Timothy Bright trataba desesperadamente de encontrar una explicación plausible. No sabía en qué lío estaba metido. Tal vez sí hubiera sufrido una conmoción cerebral… No era capaz de dar coherencia a sus recuerdos. Al de algo acerca de un viaje a España. Al de algo relacionado con el tío Benderby… Se veía de repente montado en su moto.
—Iba en moto —dijo, tratando de centrar aquella imagen.
—Adelante. Ibas en una moto. ¿Qué ha sido de ella?
Timothy no tenía ni idea.
—Veamos… —prosiguió la señorita Midden—. ¿Cómo llegaste aquí?
Pero tampoco obtuvo respuesta.
—Puede que no lo sepas, pero yo lo averiguaré. Yo o la policía. Decide tú mismo.
Timothy Bright escondió la cabeza en la almohada gimoteando.
—¡Hombres! —murmuró la señorita Midden—. ¡Qué patéticos!

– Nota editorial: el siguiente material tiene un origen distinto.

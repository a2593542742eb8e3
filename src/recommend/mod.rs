//! Recommendation Module
//!
//! The core component answering user queries against the in-memory dataset.
//!
//! ## Overview
//! This module implements the content-based filtering pipeline. It bridges
//! the HTTP API layer with the loaded reference data (`Dataset` and TF-IDF
//! `VectorSpace`).
//!
//! ## Responsibilities
//! - **Filtering**: Narrowing the dataset to records matching the requested
//!   education level, funding type and continent.
//! - **Ranking**: Scoring the filtered records by cosine similarity to the
//!   subset centroid and returning a capped, ordered list.
//! - **Lookup**: Resolving a scholarship name to its full detail record.
//! - **API**: Exposing both operations via RESTful HTTP endpoints.
//!
//! ## Submodules
//! - **`engine`**: Contains the filter, ranking and lookup logic.
//! - **`handlers`**: HTTP request handlers for the Axum web server.
//! - **`types`**: Data Transfer Objects (DTOs) for API communication.

pub mod engine;
pub mod handlers;
pub mod types;
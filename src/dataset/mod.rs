//! Dataset Module
//!
//! Loads the scholarship reference data into memory once at startup.
//!
//! ## Overview
//! The dataset is a CSV file fetched from blob storage. It is parsed into an
//! ordered, immutable [`types::Dataset`] that lives for the whole process and
//! is shared read-only across request handlers.
//!
//! ## Invariants
//! - Every record name is non-empty and unique under normalization
//!   (trim + lowercase). Ranking output is deduplicated by construction.
//! - Record order matches the CSV row order, which is also the row order of
//!   the TF-IDF matrix artifact.

pub mod loader;
pub mod types;

#[cfg(test)]
mod tests;

/// Case/whitespace normalization applied to names and categorical filter
/// values before comparison.
pub fn normalize(value: &str) -> String {
    value.trim().to_lowercase()
}
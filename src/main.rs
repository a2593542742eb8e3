use axum::{
    routing::{get, post},
    Extension, Router,
};
use scholarship_recommender::artifacts::store::ArtifactStore;
use scholarship_recommender::context::AppContext;
use scholarship_recommender::dataset::loader::load_csv;
use scholarship_recommender::recommend::handlers::{
    handle_predict, handle_scholarship_details,
};
use scholarship_recommender::vectorizer::space::VectorSpace;
use std::net::SocketAddr;
use std::path::PathBuf;
use std::sync::Arc;

const DEFAULT_BIND: &str = "0.0.0.0:8080";
const DEFAULT_DATA_DIR: &str = "data";

#[derive(Debug)]
struct CliArgs {
    bind_addr: SocketAddr,
    artifacts_url: String,
    data_dir: PathBuf,
}

/// Parses the flags following the program name. `--artifacts` is required;
/// `--bind` and `--data-dir` fall back to defaults.
fn parse_args(args: &[String]) -> Result<CliArgs, String> {
    let mut bind_addr: SocketAddr = DEFAULT_BIND
        .parse()
        .map_err(|e| format!("invalid default bind address: {}", e))?;
    let mut artifacts_url: Option<String> = None;
    let mut data_dir = PathBuf::from(DEFAULT_DATA_DIR);

    let mut i = 0;
    while i < args.len() {
        match args[i].as_str() {
            "--bind" => {
                let value = args
                    .get(i + 1)
                    .ok_or_else(|| "missing value for --bind".to_string())?;
                bind_addr = value
                    .parse()
                    .map_err(|e| format!("invalid --bind value {:?}: {}", value, e))?;
                i += 2;
            }
            "--artifacts" => {
                let value = args
                    .get(i + 1)
                    .ok_or_else(|| "missing value for --artifacts".to_string())?;
                artifacts_url = Some(value.clone());
                i += 2;
            }
            "--data-dir" => {
                let value = args
                    .get(i + 1)
                    .ok_or_else(|| "missing value for --data-dir".to_string())?;
                data_dir = PathBuf::from(value);
                i += 2;
            }
            _ => {
                i += 1;
            }
        }
    }

    let artifacts_url = artifacts_url.ok_or_else(|| "--artifacts is required".to_string())?;

    Ok(CliArgs {
        bind_addr,
        artifacts_url,
        data_dir,
    })
}

#[tokio::main]
async fn main() -> anyhow::Result<()> {
    tracing_subscriber::fmt()
        .with_max_level(tracing::Level::INFO)
        .init();

    let args: Vec<String> = std::env::args().collect();

    let cli = match parse_args(&args[1..]) {
        Ok(cli) => cli,
        Err(reason) => {
            eprintln!("{}", reason);
            eprintln!(
                "Usage: {} --artifacts <base-url> [--bind <addr:port>] [--data-dir <path>]",
                args[0]
            );
            eprintln!(
                "Example: {} --artifacts https://storage.example.com/scholarships --bind 0.0.0.0:8080",
                args[0]
            );
            std::process::exit(1);
        }
    };

    // 1. Fetch reference data from blob storage:
    let store = ArtifactStore::new(&cli.artifacts_url, &cli.data_dir);
    let paths = store.fetch_all().await?;

    // 2. Load dataset and vector space into memory:
    let dataset = load_csv(&paths.dataset)?;
    let space = VectorSpace::load(&paths.vectorizer, &paths.matrix)?;
    let ctx = Arc::new(AppContext::new(dataset, space)?);

    tracing::info!(
        "Serving {} scholarships over a {}-term TF-IDF space",
        ctx.dataset.len(),
        ctx.space.dims()
    );

    // 3. HTTP Router:
    let app = Router::new()
        .route("/predict", post(handle_predict))
        .route("/scholarship_details", get(handle_scholarship_details))
        .layer(Extension(ctx));

    // 4. Start HTTP server:
    tracing::info!("HTTP server listening on {}", cli.bind_addr);
    tracing::info!("Press Ctrl+C to shutdown");

    let listener = tokio::net::TcpListener::bind(cli.bind_addr).await?;
    axum::serve(listener, app).await?;

    Ok(())
}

Dio media vuelta y salió del dormitorio. En el comedor observó el barro del piso y luego la ventana abierta. Fue a la puerta de delante, salió y caminó por la gravilla para examinar el arriate de flores de debajo de la ventana: había huellas de pisadas y algunas de las petunias blancas que el mayor había plantado aparecían aplastadas por los pies de alguien. Marjorie Midden regresó al interior de la casa y pasó a la salita situada al otro lado del vestíbulo. No había nada que indicara la presencia de algún extraño en ella. Como tampoco en el recibidor. Luego subió al piso y miró una por una en todas las habitaciones: en ninguna habían tocado el más mínimo objeto. No logró encontrar ninguna prenda de vestir que pudiera pertenecer al herido. Su despachito estaba como ella lo había dejado. La cocina, igual. Y ni rastro de ropas.
Salió al patio trasero y rodeó despacio el edificio; buscó incluso en el establo y en el cobertizo, sin descubrir unos pantalones, unos zapatos, una camisa siquiera… No habían movido nada en absoluto. Un tanto desconcertada por aquella búsqueda infructuosa, regresó a la casa. Estaba a punto de entrar en el comedor cuando oyó voces. Se paró a escuchar. El mayor estaba haciendo algunas preguntas al muchacho. Marjorie Midden se acercó sigilosamente a la puerta del dormitorio para seguir la conversación.